Achilles Therapeutics’ shares hovered around the $2 mark in October and November before sinking to below 80 cents over December, which Syncona linked to a readout of the British biotech’s lead T cell program on December 6. Achilles claimed the interim phase 1/2a data demonstrated a partial response and stable disease in heavily pre-treated patients with advanced non-small cell lung cancer, but investors were clearly unconvinced.

The final biotech that Syncona singled out is Stevenage, England-based Freeline Therapeutics, which entered November with a share price around 75 cents but ended the year at just 47 cents. Syncona said the stock had been “impacted by market sentiment and delays across its programs.”

“New leadership has made progress streamlining the company, re-prioritizing its clinical programs, and strengthening clinical organization to advance its Fabry disease and Gaucher disease programs,” the investor said. “The company will provide updates on both programs in 2023.”

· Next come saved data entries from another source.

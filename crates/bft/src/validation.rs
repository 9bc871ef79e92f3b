//! Proposed block validation.
//!
//! A proposal is only prepared if its block is a well-formed successor of the
//! local head and agrees with the local view of epochs and pending membership
//! changes. Validation never consults the network or storage; everything it
//! needs is captured in [`BlockContext`].

use crate::boundary::is_end_of_period;
use favo_types::{
    transactions_root, Block, BlockNumber, EpochNumber, ExtraError, Hash, Header, ValidatorSet,
    ValidatorSetDelta,
};
use thiserror::Error;

/// Why a proposed block was rejected.
#[derive(Debug, Clone, PartialEq, Eq, Error)]
pub enum ProposalError {
    #[error("block number {got}, expected {expected}")]
    WrongNumber { expected: BlockNumber, got: BlockNumber },

    #[error("parent hash {got:?} does not match head {expected:?}")]
    ParentMismatch { expected: Hash, got: Hash },

    #[error("header hash does not match its contents")]
    HashMismatch,

    #[error("transaction root does not match the body")]
    TxRootMismatch,

    #[error("malformed extra data: {0}")]
    MalformedExtra(#[from] ExtraError),

    #[error("proposed extra data is already sealed")]
    AlreadySealed,

    #[error("header proposer is not a validator")]
    UnknownProposer,

    #[error("timestamp {got} is before parent timestamp {parent}")]
    TimestampRegression { parent: u64, got: u64 },

    #[error("checkpoint epoch {got}, expected {expected}")]
    EpochMismatch {
        expected: EpochNumber,
        got: EpochNumber,
    },

    #[error("checkpoint epoch start does not match the last boundary")]
    EpochStartMismatch,

    #[error("validator delta does not match pending membership changes")]
    DeltaMismatch,

    #[error("validator delta outside a period boundary")]
    UnexpectedDelta,
}

/// Local view a proposed block is checked against.
#[derive(Debug, Clone, Copy)]
pub struct BlockContext<'a> {
    pub head: &'a Header,
    pub validators: &'a ValidatorSet,
    pub epoch: EpochNumber,
    pub epoch_start: (BlockNumber, Hash),
    /// Delta this height must carry (empty off period boundaries).
    pub expected_delta: &'a ValidatorSetDelta,
    pub period_size: u64,
}

/// Check `block` against `ctx`.
pub fn validate_block(block: &Block, ctx: &BlockContext<'_>) -> Result<(), ProposalError> {
    let header = &block.header;
    let expected_number = ctx.head.number + 1;

    if header.number != expected_number {
        return Err(ProposalError::WrongNumber {
            expected: expected_number,
            got: header.number,
        });
    }
    if header.parent_hash != ctx.head.hash {
        return Err(ProposalError::ParentMismatch {
            expected: ctx.head.hash,
            got: header.parent_hash,
        });
    }

    let extra = header.extra()?;
    if header.compute_hash()? != header.hash {
        return Err(ProposalError::HashMismatch);
    }
    if header.tx_root != transactions_root(&block.transactions) {
        return Err(ProposalError::TxRootMismatch);
    }
    if extra.round != 0 || !extra.committed_seals.is_empty() {
        return Err(ProposalError::AlreadySealed);
    }
    if !ctx.validators.contains(&header.proposer) {
        return Err(ProposalError::UnknownProposer);
    }
    if header.timestamp < ctx.head.timestamp {
        return Err(ProposalError::TimestampRegression {
            parent: ctx.head.timestamp,
            got: header.timestamp,
        });
    }

    if extra.checkpoint.epoch_number != ctx.epoch {
        return Err(ProposalError::EpochMismatch {
            expected: ctx.epoch,
            got: extra.checkpoint.epoch_number,
        });
    }
    if (
        extra.checkpoint.epoch_start_number,
        extra.checkpoint.epoch_start_hash,
    ) != ctx.epoch_start
    {
        return Err(ProposalError::EpochStartMismatch);
    }

    if is_end_of_period(header.number, ctx.period_size) {
        if extra.validators != *ctx.expected_delta {
            return Err(ProposalError::DeltaMismatch);
        }
    } else if !extra.validators.is_empty() {
        return Err(ProposalError::UnexpectedDelta);
    }

    Ok(())
}
//! Consensus messages as seen by the runner.

use favo_types::{Address, BlockNumber, Proposal, Round, RoundChange, Signature, Vote};

/// A signed consensus message.
///
/// The runner moves these between nodes without inspecting them; the state
/// machine decides what each one means.
#[derive(Debug, Clone, PartialEq, Eq)]
pub enum ConsensusMessage {
    /// Block proposal from the scheduled proposer.
    Proposal(Box<Proposal>),

    /// Prepare or commit vote.
    Vote(Vote),

    /// Request to move to a higher round.
    RoundChange(Box<RoundChange>),
}

impl ConsensusMessage {
    pub fn height(&self) -> BlockNumber {
        match self {
            ConsensusMessage::Proposal(p) => p.height,
            ConsensusMessage::Vote(v) => v.height,
            ConsensusMessage::RoundChange(rc) => rc.height,
        }
    }

    pub fn round(&self) -> Round {
        match self {
            ConsensusMessage::Proposal(p) => p.round,
            ConsensusMessage::Vote(v) => v.round,
            ConsensusMessage::RoundChange(rc) => rc.round,
        }
    }

    /// The validator that signed this message.
    pub fn sender(&self) -> Address {
        match self {
            ConsensusMessage::Proposal(p) => p.proposer,
            ConsensusMessage::Vote(v) => v.voter,
            ConsensusMessage::RoundChange(rc) => rc.voter,
        }
    }

    pub fn signature(&self) -> &Signature {
        match self {
            ConsensusMessage::Proposal(p) => &p.signature,
            ConsensusMessage::Vote(v) => &v.signature,
            ConsensusMessage::RoundChange(rc) => &rc.signature,
        }
    }

    /// The bytes the sender's signature covers.
    pub fn signing_message(&self) -> Vec<u8> {
        match self {
            ConsensusMessage::Proposal(p) => p.signing_message(),
            ConsensusMessage::Vote(v) => v.signing_message(),
            ConsensusMessage::RoundChange(rc) => rc.signing_message(),
        }
    }

    /// Get a human-readable name for this message type.
    pub fn type_name(&self) -> &'static str {
        match self {
            ConsensusMessage::Proposal(_) => "Proposal",
            ConsensusMessage::Vote(v) => match v.kind {
                favo_types::VoteKind::Prepare => "Prepare",
                favo_types::VoteKind::Commit => "Commit",
            },
            ConsensusMessage::RoundChange(_) => "RoundChange",
        }
    }
}

impl From<Proposal> for ConsensusMessage {
    fn from(p: Proposal) -> Self {
        ConsensusMessage::Proposal(Box::new(p))
    }
}

impl From<Vote> for ConsensusMessage {
    fn from(v: Vote) -> Self {
        ConsensusMessage::Vote(v)
    }
}

impl From<RoundChange> for ConsensusMessage {
    fn from(rc: RoundChange) -> Self {
        ConsensusMessage::RoundChange(Box::new(rc))
    }
}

“Our NAV return over the quarter has been disappointing, with the value of our life science portfolio impacted by the share price declines of our listed holdings, which continue to weigh on our performance,” Syncona CEO Chris Hollowood acknowledged in the earnings release. “In particular, we believe that the challenging market environment impacted the share price of the recent Autolus financing and remain confident that obe-cel has the potential to be a best-in-class treatment for patients with adult ALL.”

Despite a downbeat December, the company pointed to AstraZeneca’s $200 million upfront deal for T-cell receptor therapy player Neogene Therapeutics in November as evidence of the “continued attraction” of Syncona's portfolio to Big Pharma. Coming almost a year after Novartis bought Gyroscope Therapeutics for $800 million upfront, the Neogene deal marked the fourth sale of a Syncona portfolio company in four years, the firm said.

The firm anticipates “financing conditions to remain difficult in 2023” while Hollowood insisted the company “remains positive about the future of our sector.”

Syncona’s portfolio was hardly unique in struggling on the markets this winter. A report by the U.K. BioIndustry Association last week revealed that British biotech IPOs dropped to their lowest levels in a decade in 2022, with the amount the sector raised also plummeting year over year.